* What you have to do
Check each line of the listing for the word "calls" and report the ones that have it.

* Source material
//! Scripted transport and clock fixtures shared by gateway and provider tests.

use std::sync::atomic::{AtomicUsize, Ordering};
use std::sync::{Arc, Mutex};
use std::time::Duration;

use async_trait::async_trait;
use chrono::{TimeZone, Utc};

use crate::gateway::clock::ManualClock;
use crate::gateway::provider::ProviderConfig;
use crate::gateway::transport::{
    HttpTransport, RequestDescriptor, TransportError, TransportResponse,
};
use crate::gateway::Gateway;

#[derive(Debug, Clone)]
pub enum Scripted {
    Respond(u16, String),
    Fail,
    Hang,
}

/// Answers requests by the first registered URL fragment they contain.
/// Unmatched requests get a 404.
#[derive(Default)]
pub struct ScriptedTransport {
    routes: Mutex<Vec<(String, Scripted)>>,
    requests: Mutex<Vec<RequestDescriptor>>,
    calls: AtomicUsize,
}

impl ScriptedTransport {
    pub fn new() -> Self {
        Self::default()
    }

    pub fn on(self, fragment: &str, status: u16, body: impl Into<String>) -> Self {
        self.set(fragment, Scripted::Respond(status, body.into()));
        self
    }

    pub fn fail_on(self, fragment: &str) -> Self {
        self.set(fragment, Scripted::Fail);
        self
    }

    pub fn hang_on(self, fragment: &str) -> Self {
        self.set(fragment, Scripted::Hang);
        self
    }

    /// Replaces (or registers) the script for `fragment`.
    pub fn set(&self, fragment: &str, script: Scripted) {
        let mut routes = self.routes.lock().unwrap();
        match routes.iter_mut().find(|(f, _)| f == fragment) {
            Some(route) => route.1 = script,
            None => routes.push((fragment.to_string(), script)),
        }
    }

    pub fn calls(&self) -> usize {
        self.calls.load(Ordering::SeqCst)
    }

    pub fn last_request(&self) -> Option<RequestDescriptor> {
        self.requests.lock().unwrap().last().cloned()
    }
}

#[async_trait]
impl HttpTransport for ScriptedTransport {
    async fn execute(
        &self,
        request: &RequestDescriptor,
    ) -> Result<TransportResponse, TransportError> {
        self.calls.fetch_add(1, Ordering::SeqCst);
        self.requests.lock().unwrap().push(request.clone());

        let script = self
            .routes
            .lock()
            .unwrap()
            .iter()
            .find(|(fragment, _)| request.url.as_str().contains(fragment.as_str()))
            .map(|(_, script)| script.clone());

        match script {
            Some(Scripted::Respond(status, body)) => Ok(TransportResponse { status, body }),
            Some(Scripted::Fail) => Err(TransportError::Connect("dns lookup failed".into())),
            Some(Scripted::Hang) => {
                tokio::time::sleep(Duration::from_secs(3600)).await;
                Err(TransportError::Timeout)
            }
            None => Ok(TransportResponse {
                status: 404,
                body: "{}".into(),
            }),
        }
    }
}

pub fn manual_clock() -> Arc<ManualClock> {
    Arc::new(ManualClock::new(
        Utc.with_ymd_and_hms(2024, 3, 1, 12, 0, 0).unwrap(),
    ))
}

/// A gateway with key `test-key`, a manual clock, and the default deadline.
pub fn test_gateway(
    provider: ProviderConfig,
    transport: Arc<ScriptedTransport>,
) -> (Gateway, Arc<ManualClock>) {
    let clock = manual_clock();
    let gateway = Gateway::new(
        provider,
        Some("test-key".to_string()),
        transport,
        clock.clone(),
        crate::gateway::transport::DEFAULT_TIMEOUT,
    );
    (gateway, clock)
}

* Exercise response
    calls: AtomicUsize,
    pub fn calls(&self) -> usize {
        self.calls.load(Ordering::SeqCst)
        self.calls.fetch_add(1, Ordering::SeqCst);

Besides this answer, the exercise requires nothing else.